Keywords: AMPA, Actin, Cytoskeleton, GTPase, LTP, Rac1, Spine, Synapse
Synaptic strengthening during long-term potentiation (LTP) is caused by the accumulation of AMPA-type glutamate receptors (AMPARs) at synapses.1 The mechanisms underlying this accumulation are unclear. Suggestively, the compartments that hold synapses (dendritic spines) undergo a program of cytoskeletal rearrangement during LTP that results in larger spines with enhanced filamentous (F)-actin content.2-4 Top candidates for initiating these cytoskeletal effects are the Rho-family of small GTPases, which regulate the activity of actin-binding proteins such as cofilin, profilin, and the Arp2/3 complex.5 Of these GTPases, overexpression studies have indicated that Rac1 in particular recapitulates the spine morphology effects observed during LTP6 and induces actual synaptic strengthening.7 Furthermore, pharmacological inhibition of Rac1 activation8 or actin dynamics9 inhibit LTP induction. To determine if a common Rac1 pathway could couple calcium flux to spine enlargement and synaptic strengthening, we performed a biochemical screen on the class of proteins that activates Rac1 (i.e., guanine nucleotide exchange factors (GEFs)) to determine if any gained activity during LTP.10 Consequently, we identified the dual Ras/Rac-GEF RasGRF2 and demonstrated that its Rac-GEF activity is required for both spine enlargement and synaptic strengthening.10 Furthermore, we determined that acute Rac1 activation itself (using a photoactivatable construct) rapidly affects synapse physiology.10 Since Rac1 is a major regulator of the actin cytoskeleton, these findings strongly suggest that the cytoskeletal dynamics that cause spine enlargement also cause AMPAR trafficking to the synapse.

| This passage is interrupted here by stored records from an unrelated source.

//! Thin wrappers around the OpenAI chat, audio, and embedding endpoints.
//!
//! One [`OpenAiClient`] is built at startup and shared (`Arc`) by every
//! wrapper, so all calls reuse the same connection pool and credentials.

mod audio;
mod chat;
mod embeddings;
mod prompts;

pub use audio::{AudioClient, SpeechOptions};
pub use chat::{ChatSession, StreamEvent, parse_stream_line};
pub use embeddings::EmbeddingClient;
pub use prompts::youtube_summary_prompt;

use reqwest::{Client, RequestBuilder, Response};
use std::time::Duration;

use crate::error::OpenAiError;
use crate::models::OpenAiConfig;

/// Authenticated HTTP handle for the OpenAI API.
#[derive(Debug, Clone)]
pub struct OpenAiClient {
    client: Client,
    base_url: String,
    api_key: String,
}

impl OpenAiClient {
    /// Build the shared client. Fails when no API key is configured; there
    /// is no partially-initialized client to call into afterwards.
    pub fn new(config: &OpenAiConfig) -> Result<Self, OpenAiError> {
        let api_key = config
            .api_key
            .clone()
            .filter(|k| !k.trim().is_empty())
            .ok_or_else(|| OpenAiError::ConnectionError("missing OpenAI API key".to_string()))?;

        let client = Client::builder()
            .timeout(Duration::from_secs(config.timeout_secs))
            .build()
            .map_err(|e| OpenAiError::ConnectionError(e.to_string()))?;

        Ok(Self {
            client,
            base_url: config.base_url.trim_end_matches('/').to_string(),
            api_key,
        })
    }

    pub fn base_url(&self) -> &str {
        &self.base_url
    }

    pub(crate) fn post(&self, path: &str) -> RequestBuilder {
        self.client
            .post(format!("{}/{}", self.base_url, path))
            .bearer_auth(&self.api_key)
    }

    /// Send a request and turn non-2xx responses into [`OpenAiError::ServerError`].
    pub(crate) async fn send(&self, request: RequestBuilder) -> Result<Response, OpenAiError> {
        let response = request.send().await?;

        if !response.status().is_success() {
            let status = response.status().as_u16();
            let body = response.text().await.unwrap_or_default();
            return Err(OpenAiError::ServerError { status, body });
        }

        Ok(response)
    }
}

#[cfg(test)]
pub(crate) fn test_client(base_url: &str) -> std::sync::Arc<OpenAiClient> {
    let config = OpenAiConfig {
        base_url: base_url.to_string(),
        api_key: Some("sk-test".to_string()),
        ..Default::default()
    };
    std::sync::Arc::new(OpenAiClient::new(&config).unwrap())
}

#[cfg(test)]
mod tests {
    use super::*;

    #[test]
    fn test_client_requires_api_key() {
        let result = OpenAiClient::new(&OpenAiConfig::default());
        assert!(matches!(result, Err(OpenAiError::ConnectionError(_))));
    }

    #[test]
    fn test_base_url_trimming() {
        let config = OpenAiConfig {
            base_url: "http://localhost:8080/v1/".to_string(),
            api_key: Some("sk-test".to_string()),
            ..Default::default()
        };
        let client = OpenAiClient::new(&config).unwrap();
        assert_eq!(client.base_url(), "http://localhost:8080/v1");
    }

    #[tokio::test]
    async fn test_server_error_carries_status_and_body() {
        let mut server = mockito::Server::new_async().await;
        let _m = server
            .mock("POST", "/embeddings")
            .match_header("authorization", "Bearer sk-test")
            .with_status(429)
            .with_body("rate limited")
            .create_async()
            .await;

        let client = test_client(&server.url());
        let err = client.send(client.post("embeddings")).await.unwrap_err();
        match err {
            OpenAiError::ServerError { status, body } => {
                assert_eq!(status, 429);
                assert_eq!(body, "rate limited");
            }
            other => panic!("unexpected error: {other}"),
        }
    }
}
//! Check-then-create provisioning for vector indexes.

use std::sync::Arc;

use crate::error::ProvisionError;
use crate::models::IndexDescriptor;
use crate::services::vector_index::VectorIndexService;

/// How an index became ready.
#[derive(Debug, Clone, Copy, PartialEq, Eq)]
pub enum IndexReady {
    /// The index was already listed.
    Existing,
    /// The index was missing and has just been created.
    Created,
}

/// Ensures a named index exists before it is used.
///
/// Safe to call on every operation: when the index is already listed the
/// only traffic is the list call.
///
/// Index creation is eventually consistent upstream. Right after a
/// successful create, the index may not be listed or open for data yet;
/// no wait is performed here.
#[derive(Clone)]
pub struct IndexProvisioner {
    service: Arc<dyn VectorIndexService>,
}

impl IndexProvisioner {
    pub fn new(service: Arc<dyn VectorIndexService>) -> Self {
        Self { service }
    }

    pub async fn ensure_index(
        &self,
        descriptor: &IndexDescriptor,
        create_if_missing: bool,
    ) -> Result<IndexReady, ProvisionError> {
        let names = self.service.list_indexes().await.map_err(|cause| {
            tracing::error!(index = %descriptor.name, error = %cause, "listing indexes failed");
            ProvisionError::ListFailed {
                index: descriptor.name.clone(),
                cause,
            }
        })?;

        if names.iter().any(|name| name == &descriptor.name) {
            tracing::info!(index = %descriptor.name, "index already exists");
            return Ok(IndexReady::Existing);
        }

        if !create_if_missing {
            tracing::warn!(index = %descriptor.name, "index does not exist");
            return Err(ProvisionError::NotFound {
                index: descriptor.name.clone(),
            });
        }

        self.service.create_index(descriptor).await.map_err(|cause| {
            tracing::error!(index = %descriptor.name, error = %cause, "creating index failed");
            ProvisionError::CreateFailed {
                index: descriptor.name.clone(),
                cause,
            }
        })?;

        tracing::info!(
            index = %descriptor.name,
            dimension = descriptor.dimension,
            metric = %descriptor.metric,
            "index created"
        );
        Ok(IndexReady::Created)
    }
}
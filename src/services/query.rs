use std::sync::Arc;

use crate::error::{PipelineError, ProvisionError};
use crate::models::{IndexDescriptor, QueryResult};
use crate::services::provision::IndexProvisioner;
use crate::services::vector_index::VectorIndexService;

/// Top-k similarity search against an existing index.
///
/// Never creates an index: a missing index is a provision failure, not an
/// empty result.
#[derive(Clone)]
pub struct QueryOrchestrator {
    service: Arc<dyn VectorIndexService>,
    provisioner: IndexProvisioner,
}

impl QueryOrchestrator {
    pub fn new(service: Arc<dyn VectorIndexService>) -> Self {
        Self {
            provisioner: IndexProvisioner::new(Arc::clone(&service)),
            service,
        }
    }

    pub async fn search(
        &self,
        descriptor: &IndexDescriptor,
        query_embedding: &[f32],
        top_k: usize,
    ) -> Result<QueryResult, PipelineError> {
        if top_k == 0 {
            return Err(PipelineError::InvalidArgument(
                "top_k must be a positive integer".to_string(),
            ));
        }
        if query_embedding.is_empty() {
            return Err(PipelineError::InvalidArgument(
                "query embedding is empty".to_string(),
            ));
        }

        self.provisioner.ensure_index(descriptor, false).await?;

        let index = self.service.get_index(&descriptor.name).await.map_err(|cause| {
            tracing::error!(index = %descriptor.name, error = %cause, "opening index failed");
            ProvisionError::Unavailable {
                index: descriptor.name.clone(),
                cause,
            }
        })?;

        let matches = index
            .query(query_embedding, top_k, true)
            .await
            .map_err(|cause| {
                tracing::error!(index = %descriptor.name, error = %cause, "query failed");
                PipelineError::QueryFailed(cause)
            })?;

        let result = QueryResult::ranked(matches, top_k);
        tracing::debug!(index = %descriptor.name, matches = result.len(), "query complete");
        Ok(result)
    }
}

#[cfg(test)]
mod tests {
    use super::*;
    use crate::models::{Metadata, QueryMatch};
    use crate::services::vector_index::mock::RecordingIndexService;

    fn matches(scores: &[f32]) -> Vec<QueryMatch> {
        scores
            .iter()
            .enumerate()
            .map(|(i, score)| QueryMatch {
                id: format!("m{i}"),
                score: *score,
                metadata: Metadata::new(),
            })
            .collect()
    }

    #[tokio::test]
    async fn test_search_truncates_and_sorts() {
        let service = RecordingIndexService::with_index("docs");
        service.state().matches = matches(&[0.3, 0.9, 0.1, 0.7, 0.5, 0.8, 0.2]);
        let orchestrator = QueryOrchestrator::new(Arc::new(service));

        let result = orchestrator
            .search(&IndexDescriptor::new("docs", 2), &[0.1, 0.2], 5)
            .await
            .unwrap();

        assert_eq!(result.len(), 5);
        let scores: Vec<f32> = result.iter().map(|m| m.score).collect();
        assert_eq!(scores, vec![0.9, 0.8, 0.7, 0.5, 0.3]);
    }

    #[tokio::test]
    async fn test_zero_top_k_is_invalid_without_calls() {
        let service = RecordingIndexService::with_index("docs");
        let orchestrator = QueryOrchestrator::new(Arc::new(service.clone()));

        let err = orchestrator
            .search(&IndexDescriptor::new("docs", 2), &[0.1, 0.2], 0)
            .await
            .unwrap_err();

        assert!(matches!(err, PipelineError::InvalidArgument(_)));
        let state = service.state();
        assert_eq!(state.list_calls, 0);
        assert_eq!(state.query_calls, 0);
    }

    #[tokio::test]
    async fn test_missing_index_is_provision_failure() {
        let service = RecordingIndexService::new();
        let orchestrator = QueryOrchestrator::new(Arc::new(service.clone()));

        let err = orchestrator
            .search(&IndexDescriptor::new("docs", 2), &[0.1, 0.2], 3)
            .await
            .unwrap_err();

        assert_eq!(err.stage(), "provision");
        assert!(matches!(
            err,
            PipelineError::Provision(ProvisionError::NotFound { .. })
        ));
        let state = service.state();
        assert!(state.create_calls.is_empty());
        assert_eq!(state.query_calls, 0);
    }

    #[tokio::test]
    async fn test_query_failure() {
        let service = RecordingIndexService::with_index("docs");
        service.state().fail_query = true;
        let orchestrator = QueryOrchestrator::new(Arc::new(service));

        let err = orchestrator
            .search(&IndexDescriptor::new("docs", 2), &[0.1, 0.2], 3)
            .await
            .unwrap_err();
        assert_eq!(err.stage(), "query");
    }

    #[tokio::test]
    async fn test_no_matches_is_empty_result() {
        let service = RecordingIndexService::with_index("docs");
        let orchestrator = QueryOrchestrator::new(Arc::new(service));

        let result = orchestrator
            .search(&IndexDescriptor::new("docs", 2), &[0.1, 0.2], 3)
            .await
            .unwrap();
        assert!(result.is_empty());
    }
}
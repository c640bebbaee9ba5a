//! CLI module for the AI helpers.

pub mod commands;
pub mod output;

use clap::{Parser, Subcommand};

use crate::models::OutputFormat;

/// Vector index, OpenAI, and MongoDB helpers from the command line.
#[derive(Debug, Parser)]
#[command(name = "aih")]
#[command(author, version, about, long_about = None)]
#[command(propagate_version = true)]
pub struct Cli {
    #[arg(
        long,
        short = 'f',
        global = true,
        help = "Output format: text, json, or markdown"
    )]
    pub format: Option<OutputFormat>,

    #[arg(long, short = 'v', global = true, help = "Enable verbose output")]
    pub verbose: bool,

    #[command(subcommand)]
    pub command: Commands,
}

/// Available subcommands.
#[derive(Debug, Subcommand)]
pub enum Commands {
    /// Check vector index, OpenAI, and MongoDB status
    Status,

    /// Manage vector indexes (ensure, delete, list)
    #[command(subcommand)]
    Index(commands::IndexCommand),

    /// Upsert records from JSON/JSONL into an index
    Upsert(commands::UpsertArgs),

    /// Embed a query and search an index
    Search(commands::SearchArgs),

    /// Print the embedding of a text
    Embed(commands::EmbedArgs),

    /// Send a prompt to the chat model
    Chat(commands::ChatArgs),

    /// Transcribe an audio file
    Transcribe(commands::TranscribeArgs),

    /// Synthesize speech to an audio file
    Speak(commands::SpeakArgs),

    /// Query the document store
    #[command(subcommand)]
    Docs(commands::DocsCommand),

    /// Manage configuration
    #[command(subcommand)]
    Config(commands::ConfigCommand),
}

#[cfg(test)]
mod tests {
    use super::*;
    use clap::CommandFactory;

    #[test]
    fn test_cli_definition() {
        Cli::command().debug_assert();
    }

    #[test]
    fn test_parse_search() {
        let cli = Cli::try_parse_from(["aih", "-f", "json", "search", "rust traits", "-k", "3"])
            .unwrap();
        assert_eq!(cli.format, Some(OutputFormat::Json));
        match cli.command {
            Commands::Search(args) => {
                assert_eq!(args.query, "rust traits");
                assert_eq!(args.top_k, Some(3));
            }
            other => panic!("unexpected command: {other:?}"),
        }
    }

    #[test]
    fn test_parse_upsert_flags() {
        let cli = Cli::try_parse_from(["aih", "upsert", "-", "--create-if-missing"]).unwrap();
        match cli.command {
            Commands::Upsert(args) => {
                assert!(args.create_if_missing);
                assert!(!args.validate_only);
            }
            other => panic!("unexpected command: {other:?}"),
        }
    }
}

AMPAR trafficking during LTP is regulated by at least two mechanisms: (i) exocytic pathways that increase AMPAR expression on the surface of the plasma membrane, and (ii) diffusion barriers that restrict the lateral movements of AMPARs post-insertion. Enhancement of AMPAR surface expression during LTP is well-documented,1,11 although it remains unresolved whether AMPARs are primarily exocytosed in dendrites,12,13 spines,14,15 or both. The actin cytoskeleton likely regulates several aspects of LTP-induced AMPAR exocytosis. Prior to stimulation, the membrane-associated cortical actin cytoskeleton functions as a scaffold to traffic and anchor exocytic vesicles proximal to the plasma membrane.16 Active remodeling of the cytoskeleton is required for subsequent vesicle docking and fusion events.16
Regardless of whether AMPARs are exocytosed into dendrites or spines, there is consensus that they are not exocytosed directly into synapses. Because of this, AMPARs must by necessity transverse the plasma membrane to reach the synapse boundary.13,14 This step provides an additional opportunity for regulated AMPAR trafficking. Single particle tracking experiments have demonstrated that AMPARs exhibit differential surface mobility when proximal to actin-rich structures such as spines and synapses.17-20 These AMPAR mobility effects are likely mediated by diffusion barriers, which are generated by the actin cytoskeleton or by cytoskeleton-binding proteins in the vicinity of AMPAR cytoplasmic domains.21 While the concept of the cortical actin cytoskeleton creating transmembrane protein diffusion barriers is not new, it is not clear how these barriers function to traffic AMPARs toward synapses during LTP. In particular, it is not intuitive how an enhanced cytoskeletal network (as occurs during LTP) could contribute to the synaptic accumulation of AMPARs through mass action. To assist in visualizing diffusion barrier function in our model (Fig. 1A), we will conceptualize the actin cytoskeleton as a maze; the dead ends and excessive turning intrinsic to a maze hinder net movement (i.e., diffusion) relative to an open-field (i.e., the rest of the plasma membrane). The two most plausible ways a cytoskeletal maze could be exploited to elevate AMPAR content around synapses are through the formation of a more dense cytoskeletal maze, or the formation of an enlarged cytoskeletal maze (Fig. 1B). In both of these models, which are not mutually exclusive, AMPARs will spend more time confined in these enhanced mazes due to increased maze path-length relative to the basal maze. In essence, denser or larger mazes are more difficult to exit than enter, resulting in net AMPAR accumulation into the maze, and ultimately the synapse.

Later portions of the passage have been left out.